**Problem description:**
Look through the records, and wherever the string "main" turns up, copy out that line.

**Data in this exercise:**
^^^^^^^^^^^^^^^^

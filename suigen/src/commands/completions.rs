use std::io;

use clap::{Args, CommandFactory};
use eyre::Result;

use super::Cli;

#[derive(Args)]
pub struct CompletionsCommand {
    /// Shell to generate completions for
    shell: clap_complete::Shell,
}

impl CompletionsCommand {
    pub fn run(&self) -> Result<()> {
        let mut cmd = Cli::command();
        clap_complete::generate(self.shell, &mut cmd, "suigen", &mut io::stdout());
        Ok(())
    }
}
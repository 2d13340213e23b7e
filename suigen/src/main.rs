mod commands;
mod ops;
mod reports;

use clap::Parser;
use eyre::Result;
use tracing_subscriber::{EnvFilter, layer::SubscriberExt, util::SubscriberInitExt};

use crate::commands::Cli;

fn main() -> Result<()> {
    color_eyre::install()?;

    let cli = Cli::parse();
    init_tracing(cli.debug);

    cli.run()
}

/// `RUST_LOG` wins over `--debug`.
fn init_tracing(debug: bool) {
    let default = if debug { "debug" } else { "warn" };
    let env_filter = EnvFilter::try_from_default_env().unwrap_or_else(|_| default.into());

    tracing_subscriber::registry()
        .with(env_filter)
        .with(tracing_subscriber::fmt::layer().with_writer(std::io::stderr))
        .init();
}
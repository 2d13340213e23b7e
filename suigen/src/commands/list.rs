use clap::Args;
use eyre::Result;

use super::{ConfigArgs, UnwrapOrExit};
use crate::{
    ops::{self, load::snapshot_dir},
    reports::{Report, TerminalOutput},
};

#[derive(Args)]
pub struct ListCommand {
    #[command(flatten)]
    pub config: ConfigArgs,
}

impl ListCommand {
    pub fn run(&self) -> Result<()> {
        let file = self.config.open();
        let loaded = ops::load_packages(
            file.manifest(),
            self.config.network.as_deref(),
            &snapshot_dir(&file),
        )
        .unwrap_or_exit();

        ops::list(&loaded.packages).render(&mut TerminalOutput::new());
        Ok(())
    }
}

^^^^^^^^^^^^^^^^

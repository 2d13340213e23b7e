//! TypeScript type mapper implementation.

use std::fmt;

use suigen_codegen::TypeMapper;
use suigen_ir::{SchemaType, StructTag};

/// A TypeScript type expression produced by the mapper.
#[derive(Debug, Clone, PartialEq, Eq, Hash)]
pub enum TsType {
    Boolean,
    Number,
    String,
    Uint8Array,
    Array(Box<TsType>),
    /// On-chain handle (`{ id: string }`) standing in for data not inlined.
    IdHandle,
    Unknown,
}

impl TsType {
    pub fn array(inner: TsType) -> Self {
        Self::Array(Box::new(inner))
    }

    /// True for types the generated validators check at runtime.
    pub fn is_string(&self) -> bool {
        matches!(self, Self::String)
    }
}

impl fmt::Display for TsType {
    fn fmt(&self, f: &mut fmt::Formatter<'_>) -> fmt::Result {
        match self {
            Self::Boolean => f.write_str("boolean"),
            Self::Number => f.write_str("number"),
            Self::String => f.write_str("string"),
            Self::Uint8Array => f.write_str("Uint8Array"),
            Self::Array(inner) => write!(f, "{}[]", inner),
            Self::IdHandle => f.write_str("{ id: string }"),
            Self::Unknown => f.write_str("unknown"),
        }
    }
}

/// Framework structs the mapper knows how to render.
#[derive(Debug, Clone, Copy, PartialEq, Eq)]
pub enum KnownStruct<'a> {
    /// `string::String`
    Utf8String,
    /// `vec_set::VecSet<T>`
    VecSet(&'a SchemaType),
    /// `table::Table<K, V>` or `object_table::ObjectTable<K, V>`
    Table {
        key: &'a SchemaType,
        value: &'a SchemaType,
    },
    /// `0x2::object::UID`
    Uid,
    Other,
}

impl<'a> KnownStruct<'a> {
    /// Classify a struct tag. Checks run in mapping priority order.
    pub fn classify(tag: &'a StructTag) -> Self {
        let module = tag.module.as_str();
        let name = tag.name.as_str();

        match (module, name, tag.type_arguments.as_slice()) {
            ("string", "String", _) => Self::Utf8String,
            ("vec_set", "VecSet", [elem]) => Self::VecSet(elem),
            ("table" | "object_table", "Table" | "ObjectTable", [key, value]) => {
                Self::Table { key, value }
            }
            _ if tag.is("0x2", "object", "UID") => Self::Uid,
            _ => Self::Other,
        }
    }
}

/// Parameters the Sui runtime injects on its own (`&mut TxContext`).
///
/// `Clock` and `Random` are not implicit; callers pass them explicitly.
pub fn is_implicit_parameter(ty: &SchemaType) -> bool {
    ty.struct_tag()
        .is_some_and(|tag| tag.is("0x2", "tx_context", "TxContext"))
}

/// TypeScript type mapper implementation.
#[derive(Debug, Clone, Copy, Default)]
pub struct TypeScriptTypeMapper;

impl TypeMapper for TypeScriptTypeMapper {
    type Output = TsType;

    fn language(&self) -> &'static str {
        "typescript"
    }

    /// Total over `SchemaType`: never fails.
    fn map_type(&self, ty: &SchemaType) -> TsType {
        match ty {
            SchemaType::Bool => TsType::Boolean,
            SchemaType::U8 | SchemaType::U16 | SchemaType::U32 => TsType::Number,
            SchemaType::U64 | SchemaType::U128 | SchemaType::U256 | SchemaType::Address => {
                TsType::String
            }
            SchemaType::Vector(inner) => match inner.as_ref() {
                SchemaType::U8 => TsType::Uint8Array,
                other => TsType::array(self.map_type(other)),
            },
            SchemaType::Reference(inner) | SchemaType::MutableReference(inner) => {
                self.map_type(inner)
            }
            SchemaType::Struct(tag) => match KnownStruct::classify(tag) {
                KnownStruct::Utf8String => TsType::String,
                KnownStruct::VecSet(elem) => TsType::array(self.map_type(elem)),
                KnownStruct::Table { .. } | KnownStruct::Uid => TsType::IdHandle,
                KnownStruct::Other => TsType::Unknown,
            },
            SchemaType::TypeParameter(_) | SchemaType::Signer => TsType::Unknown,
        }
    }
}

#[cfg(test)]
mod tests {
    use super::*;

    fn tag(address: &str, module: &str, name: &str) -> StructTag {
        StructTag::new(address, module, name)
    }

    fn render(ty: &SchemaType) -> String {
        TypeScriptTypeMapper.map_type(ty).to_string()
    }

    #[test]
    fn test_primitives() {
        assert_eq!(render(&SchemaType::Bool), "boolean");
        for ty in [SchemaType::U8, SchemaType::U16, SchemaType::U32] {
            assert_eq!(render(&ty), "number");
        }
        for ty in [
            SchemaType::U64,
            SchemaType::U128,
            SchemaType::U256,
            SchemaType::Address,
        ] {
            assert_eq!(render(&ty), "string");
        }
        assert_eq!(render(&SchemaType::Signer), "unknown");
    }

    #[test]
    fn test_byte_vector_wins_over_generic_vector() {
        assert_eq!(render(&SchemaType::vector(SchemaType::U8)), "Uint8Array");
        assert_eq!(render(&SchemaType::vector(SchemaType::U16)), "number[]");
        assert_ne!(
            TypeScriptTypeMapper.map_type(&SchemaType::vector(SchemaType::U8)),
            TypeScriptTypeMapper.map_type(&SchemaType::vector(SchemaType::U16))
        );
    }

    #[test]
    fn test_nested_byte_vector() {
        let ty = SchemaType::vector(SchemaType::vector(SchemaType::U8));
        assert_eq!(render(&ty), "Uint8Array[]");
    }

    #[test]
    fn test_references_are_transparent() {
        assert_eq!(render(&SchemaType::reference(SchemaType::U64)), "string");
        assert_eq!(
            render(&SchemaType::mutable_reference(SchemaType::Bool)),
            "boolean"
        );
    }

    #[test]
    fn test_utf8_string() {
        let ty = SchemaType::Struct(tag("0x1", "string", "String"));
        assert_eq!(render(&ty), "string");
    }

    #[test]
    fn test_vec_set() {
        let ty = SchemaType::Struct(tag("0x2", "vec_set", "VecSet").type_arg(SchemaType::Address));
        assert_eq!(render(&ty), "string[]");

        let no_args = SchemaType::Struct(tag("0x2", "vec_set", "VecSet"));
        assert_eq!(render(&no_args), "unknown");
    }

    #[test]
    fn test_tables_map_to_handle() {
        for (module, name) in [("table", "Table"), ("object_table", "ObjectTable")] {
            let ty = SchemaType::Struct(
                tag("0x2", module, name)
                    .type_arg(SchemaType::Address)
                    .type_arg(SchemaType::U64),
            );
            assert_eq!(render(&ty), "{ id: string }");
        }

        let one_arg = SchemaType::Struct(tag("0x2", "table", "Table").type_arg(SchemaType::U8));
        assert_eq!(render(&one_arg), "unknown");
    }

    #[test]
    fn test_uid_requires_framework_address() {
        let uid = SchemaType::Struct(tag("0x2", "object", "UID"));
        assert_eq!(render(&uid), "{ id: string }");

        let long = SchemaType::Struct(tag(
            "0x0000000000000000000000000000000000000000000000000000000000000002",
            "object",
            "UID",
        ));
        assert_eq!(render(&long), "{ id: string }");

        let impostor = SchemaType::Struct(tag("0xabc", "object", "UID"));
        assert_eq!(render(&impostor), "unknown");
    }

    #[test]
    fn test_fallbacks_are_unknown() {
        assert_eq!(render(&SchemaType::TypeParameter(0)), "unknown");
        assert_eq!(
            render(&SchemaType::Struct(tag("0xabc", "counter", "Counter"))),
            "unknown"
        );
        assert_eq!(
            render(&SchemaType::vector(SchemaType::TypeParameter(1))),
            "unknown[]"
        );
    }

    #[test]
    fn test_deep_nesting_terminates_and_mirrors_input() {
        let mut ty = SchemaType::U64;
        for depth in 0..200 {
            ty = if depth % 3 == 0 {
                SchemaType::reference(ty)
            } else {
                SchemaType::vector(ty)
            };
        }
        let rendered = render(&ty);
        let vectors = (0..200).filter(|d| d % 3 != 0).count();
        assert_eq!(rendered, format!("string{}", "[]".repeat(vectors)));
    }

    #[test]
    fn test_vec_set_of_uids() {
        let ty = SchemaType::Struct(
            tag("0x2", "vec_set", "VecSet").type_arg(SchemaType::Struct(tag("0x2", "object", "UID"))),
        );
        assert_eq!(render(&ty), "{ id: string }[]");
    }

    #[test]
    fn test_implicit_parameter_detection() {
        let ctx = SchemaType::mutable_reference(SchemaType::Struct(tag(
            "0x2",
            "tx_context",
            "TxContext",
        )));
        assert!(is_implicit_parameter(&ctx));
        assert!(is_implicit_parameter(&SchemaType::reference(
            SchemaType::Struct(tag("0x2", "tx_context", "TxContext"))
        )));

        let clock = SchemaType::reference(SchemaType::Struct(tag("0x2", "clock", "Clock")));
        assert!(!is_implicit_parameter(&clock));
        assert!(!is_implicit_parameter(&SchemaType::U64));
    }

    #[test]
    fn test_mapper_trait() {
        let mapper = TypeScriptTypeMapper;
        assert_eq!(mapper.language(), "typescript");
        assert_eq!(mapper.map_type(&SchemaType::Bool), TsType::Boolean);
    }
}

^^^^^^^^^^^^^^^^

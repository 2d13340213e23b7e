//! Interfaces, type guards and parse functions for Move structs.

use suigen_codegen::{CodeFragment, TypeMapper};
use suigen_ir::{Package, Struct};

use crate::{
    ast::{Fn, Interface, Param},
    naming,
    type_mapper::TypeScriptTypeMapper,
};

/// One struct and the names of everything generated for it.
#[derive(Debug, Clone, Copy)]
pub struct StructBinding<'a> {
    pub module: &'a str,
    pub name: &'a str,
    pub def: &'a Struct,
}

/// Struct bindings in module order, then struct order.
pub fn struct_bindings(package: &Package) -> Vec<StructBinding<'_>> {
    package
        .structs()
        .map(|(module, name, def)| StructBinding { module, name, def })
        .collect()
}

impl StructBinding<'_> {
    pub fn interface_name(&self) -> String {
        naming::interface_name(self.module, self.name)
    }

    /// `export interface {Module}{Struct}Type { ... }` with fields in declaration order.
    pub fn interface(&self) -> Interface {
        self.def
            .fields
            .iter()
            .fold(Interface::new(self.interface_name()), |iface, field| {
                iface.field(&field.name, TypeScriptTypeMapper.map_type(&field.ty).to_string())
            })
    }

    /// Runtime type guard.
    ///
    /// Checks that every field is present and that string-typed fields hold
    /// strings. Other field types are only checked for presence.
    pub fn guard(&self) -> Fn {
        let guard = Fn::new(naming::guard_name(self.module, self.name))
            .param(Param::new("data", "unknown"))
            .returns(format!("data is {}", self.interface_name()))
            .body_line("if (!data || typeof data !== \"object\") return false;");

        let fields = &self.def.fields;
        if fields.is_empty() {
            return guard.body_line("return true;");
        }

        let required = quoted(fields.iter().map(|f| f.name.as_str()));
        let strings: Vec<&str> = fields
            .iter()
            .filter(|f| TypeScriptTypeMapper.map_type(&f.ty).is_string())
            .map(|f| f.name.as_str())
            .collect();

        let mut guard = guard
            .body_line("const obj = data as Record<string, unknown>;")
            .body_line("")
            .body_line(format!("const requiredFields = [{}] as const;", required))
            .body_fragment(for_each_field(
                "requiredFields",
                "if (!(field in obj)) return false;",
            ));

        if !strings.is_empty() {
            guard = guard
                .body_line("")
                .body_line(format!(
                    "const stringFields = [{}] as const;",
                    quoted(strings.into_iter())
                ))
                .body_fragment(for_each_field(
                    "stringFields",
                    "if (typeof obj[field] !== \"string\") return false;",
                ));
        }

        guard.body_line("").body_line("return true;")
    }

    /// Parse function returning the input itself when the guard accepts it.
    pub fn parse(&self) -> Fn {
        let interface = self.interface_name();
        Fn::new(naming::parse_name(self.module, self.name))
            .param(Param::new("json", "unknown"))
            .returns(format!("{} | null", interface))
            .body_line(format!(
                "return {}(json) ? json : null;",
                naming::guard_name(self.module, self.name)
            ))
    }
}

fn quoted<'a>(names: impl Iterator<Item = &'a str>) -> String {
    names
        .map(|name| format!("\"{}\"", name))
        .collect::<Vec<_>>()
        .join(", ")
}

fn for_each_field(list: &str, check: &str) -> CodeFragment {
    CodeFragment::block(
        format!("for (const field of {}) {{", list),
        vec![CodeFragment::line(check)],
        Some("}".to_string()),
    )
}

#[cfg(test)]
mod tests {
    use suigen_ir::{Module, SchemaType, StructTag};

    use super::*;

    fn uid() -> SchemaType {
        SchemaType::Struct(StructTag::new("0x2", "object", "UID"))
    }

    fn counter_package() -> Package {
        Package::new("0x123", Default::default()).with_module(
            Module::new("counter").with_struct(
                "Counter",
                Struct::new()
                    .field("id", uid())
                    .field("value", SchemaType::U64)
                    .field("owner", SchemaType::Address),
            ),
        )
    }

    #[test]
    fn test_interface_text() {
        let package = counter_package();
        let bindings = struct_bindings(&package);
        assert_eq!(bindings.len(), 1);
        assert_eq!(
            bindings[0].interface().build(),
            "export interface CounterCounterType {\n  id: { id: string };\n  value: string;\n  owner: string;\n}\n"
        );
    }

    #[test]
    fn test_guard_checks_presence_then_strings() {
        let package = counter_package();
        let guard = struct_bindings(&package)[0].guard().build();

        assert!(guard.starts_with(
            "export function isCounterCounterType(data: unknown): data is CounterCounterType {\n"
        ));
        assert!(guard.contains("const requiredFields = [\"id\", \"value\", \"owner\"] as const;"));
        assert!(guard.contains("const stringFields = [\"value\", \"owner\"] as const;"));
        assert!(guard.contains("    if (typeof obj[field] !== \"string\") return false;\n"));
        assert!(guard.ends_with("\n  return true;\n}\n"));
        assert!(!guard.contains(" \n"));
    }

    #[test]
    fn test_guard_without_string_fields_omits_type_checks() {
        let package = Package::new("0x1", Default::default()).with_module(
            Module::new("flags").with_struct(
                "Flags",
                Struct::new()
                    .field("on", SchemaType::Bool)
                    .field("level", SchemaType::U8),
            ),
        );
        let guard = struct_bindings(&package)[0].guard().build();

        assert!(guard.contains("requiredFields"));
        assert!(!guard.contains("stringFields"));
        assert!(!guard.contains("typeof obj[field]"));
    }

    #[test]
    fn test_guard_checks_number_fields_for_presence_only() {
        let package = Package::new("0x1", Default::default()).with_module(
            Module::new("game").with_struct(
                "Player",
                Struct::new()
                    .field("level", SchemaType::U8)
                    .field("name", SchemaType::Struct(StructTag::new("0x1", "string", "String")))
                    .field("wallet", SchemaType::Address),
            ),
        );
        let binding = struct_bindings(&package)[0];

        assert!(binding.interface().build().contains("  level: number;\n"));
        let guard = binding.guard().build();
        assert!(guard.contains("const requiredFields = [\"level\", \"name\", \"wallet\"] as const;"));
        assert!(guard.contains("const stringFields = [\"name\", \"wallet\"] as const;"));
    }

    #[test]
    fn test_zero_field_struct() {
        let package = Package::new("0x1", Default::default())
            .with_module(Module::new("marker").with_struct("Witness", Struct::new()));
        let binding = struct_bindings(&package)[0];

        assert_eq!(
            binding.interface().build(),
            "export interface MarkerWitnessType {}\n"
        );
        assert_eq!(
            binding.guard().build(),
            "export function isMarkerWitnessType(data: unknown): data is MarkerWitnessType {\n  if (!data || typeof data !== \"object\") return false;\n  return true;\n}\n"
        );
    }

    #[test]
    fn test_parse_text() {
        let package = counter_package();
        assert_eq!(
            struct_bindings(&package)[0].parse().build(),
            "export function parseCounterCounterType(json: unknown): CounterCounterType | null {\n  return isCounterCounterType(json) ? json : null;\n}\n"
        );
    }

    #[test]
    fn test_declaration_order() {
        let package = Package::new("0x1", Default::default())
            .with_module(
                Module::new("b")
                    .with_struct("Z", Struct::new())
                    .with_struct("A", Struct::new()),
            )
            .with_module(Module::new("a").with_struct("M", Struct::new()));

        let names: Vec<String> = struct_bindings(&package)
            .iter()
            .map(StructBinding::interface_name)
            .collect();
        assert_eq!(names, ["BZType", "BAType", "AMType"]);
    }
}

^^^^^^^^^^^^^^^^

**Written response:**
filename suigen/src/main.rs
fn main() -> Result<()> {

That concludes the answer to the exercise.